Microsoft’s Airband Initiative plans to bring internet access to 40 million people by 2022
In 2018, around half of the people on this planet had access to the internet in some shape or form. This was a great achievement, but it also highlighted that the other half of the population had no internet access at all. Microsoft wants to change that, and at this year’s Devex Conference on International Finance, it announced that the company wants to bring internet to 40 million ‘unserved and underserved’ people around the globe, particularly Latin America and Sub-Saharan Africa. It will use the Airband Initiative, created in 2017, originally meant to streamline internet access across the US to achieve this goal.

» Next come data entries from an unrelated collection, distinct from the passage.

use std::time::Duration;

use axum::extract::FromRef;
use jsonwebtoken::{decode, encode, DecodingKey, EncodingKey, Header, Validation};
use serde::{Deserialize, Serialize};
use time::{Duration as TimeDuration, OffsetDateTime};
use tracing::debug;
use uuid::Uuid;

use crate::{config::JwtConfig, state::AppState};

#[derive(Debug, Serialize, Deserialize, Clone, Copy, PartialEq, Eq)]
#[serde(rename_all = "lowercase")]
pub enum TokenKind {
    Access,
    Refresh,
}

#[derive(Debug, Serialize, Deserialize)]
pub struct Claims {
    pub sub: Uuid,
    /// Unique per token, so two tokens issued in the same second never compare equal.
    pub jti: Uuid,
    pub exp: usize,
    pub iat: usize,
    pub iss: String,
    pub aud: String,
    pub kind: TokenKind,
}

#[derive(Clone)]
struct KeyPair {
    encoding: EncodingKey,
    decoding: DecodingKey,
    ttl: Duration,
}

impl KeyPair {
    fn new(secret: &str, ttl_minutes: i64) -> Self {
        Self {
            encoding: EncodingKey::from_secret(secret.as_bytes()),
            decoding: DecodingKey::from_secret(secret.as_bytes()),
            ttl: Duration::from_secs((ttl_minutes.max(0) as u64) * 60),
        }
    }
}

/// Signing material for both token kinds; each kind has its own secret and lifetime.
#[derive(Clone)]
pub struct JwtKeys {
    access: KeyPair,
    refresh: KeyPair,
    issuer: String,
    audience: String,
}

impl FromRef<AppState> for JwtKeys {
    fn from_ref(state: &AppState) -> Self {
        JwtKeys::from_config(&state.config.jwt)
    }
}

impl JwtKeys {
    pub fn from_config(cfg: &JwtConfig) -> Self {
        Self {
            access: KeyPair::new(&cfg.access_secret, cfg.access_ttl_minutes),
            refresh: KeyPair::new(&cfg.refresh_secret, cfg.refresh_ttl_minutes),
            issuer: cfg.issuer.clone(),
            audience: cfg.audience.clone(),
        }
    }

    fn pair(&self, kind: TokenKind) -> &KeyPair {
        match kind {
            TokenKind::Access => &self.access,
            TokenKind::Refresh => &self.refresh,
        }
    }

    pub fn ttl(&self, kind: TokenKind) -> Duration {
        self.pair(kind).ttl
    }

    fn sign_with_kind(&self, user_id: Uuid, kind: TokenKind) -> anyhow::Result<String> {
        let pair = self.pair(kind);
        let now = OffsetDateTime::now_utc();
        let exp = now + TimeDuration::seconds(pair.ttl.as_secs() as i64);
        let claims = Claims {
            sub: user_id,
            jti: Uuid::new_v4(),
            iat: now.unix_timestamp() as usize,
            exp: exp.unix_timestamp() as usize,
            iss: self.issuer.clone(),
            aud: self.audience.clone(),
            kind,
        };
        let token = encode(&Header::default(), &claims, &pair.encoding)?;
        debug!(user_id = %user_id, kind = ?kind, "jwt signed");
        Ok(token)
    }

    pub fn sign_access(&self, user_id: Uuid) -> anyhow::Result<String> {
        self.sign_with_kind(user_id, TokenKind::Access)
    }

    pub fn sign_refresh(&self, user_id: Uuid) -> anyhow::Result<String> {
        self.sign_with_kind(user_id, TokenKind::Refresh)
    }

    fn verify_with_kind(&self, token: &str, kind: TokenKind) -> anyhow::Result<Claims> {
        let mut validation = Validation::default();
        validation.set_audience(std::slice::from_ref(&self.audience));
        validation.set_issuer(std::slice::from_ref(&self.issuer));
        let data = decode::<Claims>(token, &self.pair(kind).decoding, &validation)?;
        if data.claims.kind != kind {
            anyhow::bail!("expected {:?} token, got {:?}", kind, data.claims.kind);
        }
        debug!(user_id = %data.claims.sub, kind = ?kind, "jwt verified");
        Ok(data.claims)
    }

    pub fn verify_access(&self, token: &str) -> anyhow::Result<Claims> {
        self.verify_with_kind(token, TokenKind::Access)
    }

    pub fn verify_refresh(&self, token: &str) -> anyhow::Result<Claims> {
        self.verify_with_kind(token, TokenKind::Refresh)
    }
}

Microsoft will focus on four main ways to ensure 40 million people gain access to stable internet over the next three years. Firstly, it will start by removing roadblocks to helpful technologies like TV White Space, unused broadcasting frequencies, so that networks can be quickly extended to the predominantly rural areas Airband is targeting. Next, it will partner with ISPs already present in the area to help provide affordable and reliable internet access to more people. It will also focus on supporting off-grid energy sources along with agriculture, education and rural entrepreneurship to help locals put the internet to good use. Finally, it will look into building a self-sustaining ecosystem of support and funding so that the project will be feasible beyond just the initial investment by the company.
The company draws on previous experience and success such as its projects in Columbia and Ghana. This initiative ties in very well with projects from other companies such as Duolingo, with its app that teaches people to read and write. If all of this innovation works cohesively, it could lift millions of people out of poverty and help them on their way to a better life.